Type again, exactly, the lines below from the start through the line that includes "use crate::pipeline::Pipeline;".
Data provided section start
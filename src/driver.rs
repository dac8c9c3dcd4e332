//! The driver: engine assembly, configuration input, the build run and
//! the final error unwinding.

use std::fs;
use std::io::Read;
use std::path::PathBuf;
use std::sync::Arc;

use console::style;

use crate::cli::{Cli, LogLevel};
use crate::errors::{BuildError, BuildResult, Diagnostics};
use crate::eval::{Interpreter, InterpreterOptions};
use crate::lexer::Lexer;
use crate::parser::Parser;
use crate::pipeline::Pipeline;

/// The engine context: the pipeline, the log boundary and the shared
/// diagnostic state. Constructed by the driver and threaded through the
/// interpreter and every job.
pub struct Engine {
    pub pipeline: Arc<Pipeline>,
    pub cli: Arc<Cli>,
    pub diags: Arc<Diagnostics>,
}

impl Engine {
    pub fn new(log_level: LogLevel, threads: usize) -> Arc<Engine> {
        Arc::new(Engine {
            pipeline: Pipeline::new(threads),
            cli: Arc::new(Cli::new(log_level)),
            diags: Arc::new(Diagnostics::new()),
        })
    }
}

/// Where the configuration bytes come from.
#[derive(Debug, Clone, Copy, PartialEq, Eq)]
pub enum InputMethod {
    ConfigFile,
    Stdin,
}

/// Options required to run the driver.
#[derive(Debug, Clone)]
pub struct Setup {
    /// Explicit task key; the topmost task is built when absent.
    pub task: Option<String>,
    pub input_method: InputMethod,
    /// Only used with `InputMethod::ConfigFile`.
    pub input_file: PathBuf,
    pub log_level: LogLevel,
    pub dry_run: bool,
    /// Directory globbing and timestamp lookups resolve against.
    pub workdir: PathBuf,
}

impl Default for Setup {
    fn default() -> Self {
        Setup {
            task: None,
            input_method: InputMethod::ConfigFile,
            input_file: PathBuf::from("./qvickbuild"),
            log_level: LogLevel::Standard,
            dry_run: false,
            workdir: PathBuf::from("."),
        }
    }
}

/// Interface for running a build end to end.
pub struct Driver {
    setup: Setup,
}

impl Driver {
    pub fn new(setup: Setup) -> Self {
        Driver { setup }
    }

    /// Run the build. Returns the process exit code: `0` on success,
    /// `1` on any unrecovered error.
    pub fn run(&self) -> i32 {
        let threads = std::thread::available_parallelism()
            .map(|n| n.get())
            .unwrap_or(4);
        let engine = Engine::new(self.setup.log_level, threads);

        // the configuration lives outside the fallible path so the error
        // renderer can excerpt it during unwinding.
        let mut config = String::new();
        let outcome = self.execute(&engine, &mut config);

        let code = match outcome {
            Ok(()) => 0,
            Err(_) => {
                self.unwind_errors(&engine, &config);
                1
            }
        };
        engine.pipeline.stop_sync();
        code
    }

    fn execute(&self, engine: &Arc<Engine>, config: &mut String) -> BuildResult<()> {
        *config = self.read_config(engine)?;
        let tokens = Lexer::new(config, &engine.diags).token_stream()?;
        let ast = Parser::new(tokens, &engine.diags).parse()?;
        let interpreter = Interpreter::new(
            engine.clone(),
            ast,
            InterpreterOptions {
                task: self.setup.task.clone(),
                dry_run: self.setup.dry_run,
                workdir: self.setup.workdir.clone(),
            },
        );
        interpreter.build()
    }

    fn read_config(&self, engine: &Arc<Engine>) -> BuildResult<String> {
        match self.setup.input_method {
            InputMethod::ConfigFile => fs::read_to_string(&self.setup.input_file).map_err(|_| {
                engine.diags.halt(BuildError::InvalidInputFile {
                    path: self.setup.input_file.display().to_string(),
                })
            }),
            InputMethod::Stdin => {
                let mut all = String::new();
                match std::io::stdin().read_to_string(&mut all) {
                    Ok(_) => Ok(all),
                    Err(_) => Err(engine.diags.halt(BuildError::InvalidInputFile {
                        path: "<stdin>".to_string(),
                    })),
                }
            }
        }
    }

    /// Render every collected error with its context frames. When more
    /// than one thread contributed, each report is prefixed with a short
    /// thread identifier.
    fn unwind_errors(&self, engine: &Arc<Engine>, config: &str) {
        let reports = engine.diags.reports();
        let tag_threads = reports.len() > 1;
        let bar = format!("{}", style("│").red());

        for report in reports {
            let rendered = prefix_continuations(&report.error.render(config), &format!("{} ", bar));
            let thread_prefix = if tag_threads {
                format!(
                    "{} ",
                    style(format!("«thread {}»", report.thread_ordinal))
                        .red()
                        .bold()
                )
            } else {
                String::new()
            };
            engine
                .cli
                .write_to_suffix(&format!("{}{}", thread_prefix, rendered));

            if !report.frames.is_empty() {
                engine.cli.write_to_suffix(&bar);
            }
            for frame in &report.frames {
                engine.cli.write_to_suffix(&format!(
                    "{}  {} while {}",
                    bar,
                    style("note:").dim(),
                    frame.render(config)
                ));
            }
            engine
                .cli
                .write_to_suffix(&format!("{}", style("╰ end.").red()));
        }
    }
}

/// Insert `prefix` after every newline so continuation lines share the
/// report gutter.
fn prefix_continuations(view: &str, prefix: &str) -> String {
    let mut out = String::with_capacity(view.len());
    for c in view.chars() {
        out.push(c);
        if c == '\n' {
            out.push_str(prefix);
        }
    }
    out
}

#[cfg(test)]
mod tests {
    use super::*;
    use std::fs::File;
    use std::io::Write;

    fn write_config(dir: &std::path::Path, contents: &str) -> PathBuf {
        let path = dir.join("qvickbuild");
        let mut file = File::create(&path).unwrap();
        file.write_all(contents.as_bytes()).unwrap();
        path
    }

    fn setup_for(dir: &std::path::Path, contents: &str) -> Setup {
        Setup {
            input_file: write_config(dir, contents),
            workdir: dir.to_path_buf(),
            log_level: LogLevel::Quiet,
            ..Setup::default()
        }
    }

    #[test]
    fn missing_config_file_fails() {
        let setup = Setup {
            input_file: PathBuf::from("/nonexistent/qvickbuild"),
            log_level: LogLevel::Quiet,
            ..Setup::default()
        };
        assert_eq!(Driver::new(setup).run(), 1);
    }

    #[test]
    fn trivial_build_succeeds() {
        let dir = tempfile::tempdir().unwrap();
        let marker = dir.path().join("ran");
        let config = format!("\"all\" {{ run = \"touch {}\"; }}\n", marker.display());
        let setup = setup_for(dir.path(), &config);
        assert_eq!(Driver::new(setup).run(), 0);
        assert!(marker.exists());
    }

    #[test]
    fn failing_command_fails_the_build() {
        let dir = tempfile::tempdir().unwrap();
        let setup = setup_for(dir.path(), "\"all\" { run = \"exit 4\"; }\n");
        assert_eq!(Driver::new(setup).run(), 1);
    }

    #[test]
    fn explicit_unknown_task_fails() {
        let dir = tempfile::tempdir().unwrap();
        let mut setup = setup_for(dir.path(), "\"all\" { }\n");
        setup.task = Some("missing".into());
        assert_eq!(Driver::new(setup).run(), 1);
    }

    #[test]
    fn dry_run_executes_nothing() {
        let dir = tempfile::tempdir().unwrap();
        let marker = dir.path().join("ran");
        let config = format!("\"all\" {{ run = \"touch {}\"; }}\n", marker.display());
        let mut setup = setup_for(dir.path(), &config);
        setup.dry_run = true;
        assert_eq!(Driver::new(setup).run(), 0);
        assert!(!marker.exists());
    }

    #[test]
    fn syntax_error_fails_with_nonzero_exit() {
        let dir = tempfile::tempdir().unwrap();
        let setup = setup_for(dir.path(), "broken =\n");
        assert_eq!(Driver::new(setup).run(), 1);
    }

    #[test]
    fn prefix_continuations_inserts_gutter() {
        assert_eq!(prefix_continuations("a\nb\nc", "| "), "a\n| b\n| c");
    }
}
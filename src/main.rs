//! qvickbuild - a small, parallel build automation engine.
//!
//! Usage:
//!   qvickbuild              Build the topmost task of ./qvickbuild
//!   qvickbuild <task>       Build a specific task
//!   qvickbuild -f <path>    Use a different configuration file

use std::env;
use std::path::PathBuf;
use std::process::ExitCode;

use qvickbuild::{Driver, InputMethod, LogLevel, Setup};

const VERSION: &str = env!("CARGO_PKG_VERSION");

fn print_help() {
    println!(
        r#"qvickbuild {} - a small, parallel build automation engine

USAGE:
    qvickbuild [OPTIONS] [TASK]

ARGS:
    TASK                 Task key to build (default: the topmost task)

OPTIONS:
    -f, --file <PATH>    Configuration file (default: ./qvickbuild)
        --stdin          Read the configuration from standard input
    -q, --quiet          Only show quiet-level output
    -v, --verbose        Also show executed command lines
    -n, --dry-run        Resolve and report, but execute nothing
    -h, --help           Show this help message
    -V, --version        Show version

CONFIGURATION:
    name = expression;             Field: a named value
    "key" {{ field... }}             Task: a unit of work
    "key" as it {{ field... }}       Task with a named iterator
    a, b, c                        List
    input : "*.c" -> "*.o"         Wildcard replacement
    "src/*"                        Filesystem glob

TASK FIELDS:
    depends = ...;                 Files or tasks this task depends on
    depends_parallel = true;       Build dependencies in parallel
    run = ...;                     Shell commands to execute
    run_parallel = true;           Execute commands in parallel
    visible = false;               Hide the task from progress output
"#,
        VERSION
    );
}

fn print_version() {
    println!("qvickbuild {}", VERSION);
}

fn parse_args(args: &[String]) -> Result<Option<Setup>, String> {
    let mut setup = Setup::default();
    let mut index = 0;
    while index < args.len() {
        match args[index].as_str() {
            "-h" | "--help" => {
                print_help();
                return Ok(None);
            }
            "-V" | "--version" => {
                print_version();
                return Ok(None);
            }
            "-f" | "--file" => {
                index += 1;
                let path = args
                    .get(index)
                    .ok_or_else(|| "missing path after --file".to_string())?;
                setup.input_file = PathBuf::from(path);
            }
            "--stdin" => setup.input_method = InputMethod::Stdin,
            "-q" | "--quiet" => setup.log_level = LogLevel::Quiet,
            "-v" | "--verbose" => setup.log_level = LogLevel::Verbose,
            "-n" | "--dry-run" => setup.dry_run = true,
            flag if flag.starts_with('-') => {
                return Err(format!("unknown option: {}", flag));
            }
            task => {
                if setup.task.is_some() {
                    return Err(format!("more than one task given: {}", task));
                }
                setup.task = Some(task.to_string());
            }
        }
        index += 1;
    }
    Ok(Some(setup))
}

fn main() -> ExitCode {
    let args: Vec<String> = env::args().skip(1).collect();
    match parse_args(&args) {
        Ok(Some(setup)) => {
            let code = Driver::new(setup).run();
            ExitCode::from(code as u8)
        }
        Ok(None) => ExitCode::SUCCESS,
        Err(message) => {
            eprintln!("error: {}", message);
            eprintln!("try 'qvickbuild --help'");
            ExitCode::FAILURE
        }
    }
}
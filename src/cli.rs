//! The log/CLI boundary.
//!
//! The core never draws anything itself; it posts log lines into a
//! level-filtered append-only buffer and mutates entry handles as tasks
//! progress. A terminal frontend is free to render the handles as a
//! spinner tree or to ignore them entirely; nothing here is read back by
//! correctness logic.

use std::sync::atomic::{AtomicBool, AtomicUsize, Ordering};
use std::sync::Arc;

use parking_lot::Mutex;

/// Global verbosity selected by the driver.
#[derive(Debug, Clone, Copy, PartialEq, Eq, PartialOrd, Ord)]
pub enum LogLevel {
    Quiet,
    Standard,
    Verbose,
}

/// Where a task currently is in its lifecycle.
#[derive(Debug, Clone, Copy, PartialEq, Eq)]
pub enum EntryStatus {
    Scheduled,
    Building,
    Finished,
    Failed,
}

/// A token handed out when a task begins; the engine mutates it as the
/// task progresses.
pub struct EntryHandle {
    description: String,
    status: Mutex<EntryStatus>,
    highlighted: AtomicBool,
    visible: bool,
    parent: Option<Arc<EntryHandle>>,
}

impl EntryHandle {
    pub fn description(&self) -> &str {
        &self.description
    }

    pub fn status(&self) -> EntryStatus {
        *self.status.lock()
    }

    pub fn set_status(&self, status: EntryStatus) {
        *self.status.lock() = status;
    }

    pub fn set_highlighted(&self, highlighted: bool) {
        self.highlighted.store(highlighted, Ordering::Relaxed);
    }

    pub fn is_highlighted(&self) -> bool {
        self.highlighted.load(Ordering::Relaxed)
    }

    pub fn is_visible(&self) -> bool {
        self.visible
    }

    pub fn parent(&self) -> Option<&Arc<EntryHandle>> {
        self.parent.as_ref()
    }
}

#[derive(Debug, Clone, PartialEq)]
pub struct LogEntry {
    pub level: LogLevel,
    pub content: String,
}

/// The sink the core posts to.
pub struct Cli {
    log_level: LogLevel,
    interactive: bool,
    buffer: Mutex<Vec<LogEntry>>,
    entries: Mutex<Vec<Arc<EntryHandle>>>,
    skipped_tasks: AtomicUsize,
}

impl Cli {
    pub fn new(log_level: LogLevel) -> Self {
        Cli {
            log_level,
            interactive: console::user_attended(),
            buffer: Mutex::new(Vec::new()),
            entries: Mutex::new(Vec::new()),
            skipped_tasks: AtomicUsize::new(0),
        }
    }

    pub fn is_interactive(&self) -> bool {
        self.interactive
    }

    fn write(&self, level: LogLevel, text: &str) {
        if level <= self.log_level {
            if text.ends_with('\n') {
                print!("{}", text);
            } else {
                println!("{}", text);
            }
        }
        self.buffer.lock().push(LogEntry {
            level,
            content: text.to_string(),
        });
    }

    pub fn write_quiet(&self, text: &str) {
        self.write(LogLevel::Quiet, text);
    }

    pub fn write_standard(&self, text: &str) {
        self.write(LogLevel::Standard, text);
    }

    pub fn write_verbose(&self, text: &str) {
        self.write(LogLevel::Verbose, text);
    }

    /// Raw subprocess output, forwarded chunk by chunk.
    pub fn write_to_log(&self, text: &str) {
        self.write(LogLevel::Standard, text);
    }

    /// Diagnostic lines appended after the regular output, bypassing the
    /// level filter.
    pub fn write_to_suffix(&self, text: &str) {
        eprintln!("{}", text);
        self.buffer.lock().push(LogEntry {
            level: LogLevel::Quiet,
            content: text.to_string(),
        });
    }

    pub fn generate_entry(
        &self,
        description: &str,
        status: EntryStatus,
        visible: bool,
    ) -> Arc<EntryHandle> {
        let handle = Arc::new(EntryHandle {
            description: description.to_string(),
            status: Mutex::new(status),
            highlighted: AtomicBool::new(false),
            visible,
            parent: None,
        });
        self.entries.lock().push(handle.clone());
        handle
    }

    pub fn derive_entry_from(
        &self,
        parent: &Arc<EntryHandle>,
        description: &str,
        status: EntryStatus,
        visible: bool,
    ) -> Arc<EntryHandle> {
        let handle = Arc::new(EntryHandle {
            description: description.to_string(),
            status: Mutex::new(status),
            highlighted: AtomicBool::new(false),
            visible,
            parent: Some(parent.clone()),
        });
        self.entries.lock().push(handle.clone());
        handle
    }

    pub fn get_entry_from_description(&self, description: &str) -> Option<Arc<EntryHandle>> {
        self.entries
            .lock()
            .iter()
            .find(|handle| handle.description == description)
            .cloned()
    }

    pub fn increment_skipped_tasks(&self) {
        self.skipped_tasks.fetch_add(1, Ordering::Relaxed);
    }

    pub fn skipped_tasks(&self) -> usize {
        self.skipped_tasks.load(Ordering::Relaxed)
    }

    /// Snapshot of the log buffer.
    pub fn log_buffer(&self) -> Vec<LogEntry> {
        self.buffer.lock().clone()
    }
}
Data provided section end
§ Response area
filename src/driver.rs
repository dac8c9c3dcd4e332
//! The driver: engine assembly, configuration input, the build run and
//! the final error unwinding.

use std::fs;
use std::io::Read;
use std::path::PathBuf;
use std::sync::Arc;

use console::style;

use crate::cli::{Cli, LogLevel};
use crate::errors::{BuildError, BuildResult, Diagnostics};
use crate::eval::{Interpreter, InterpreterOptions};
use crate::lexer::Lexer;
use crate::parser::Parser;
use crate::pipeline::Pipeline;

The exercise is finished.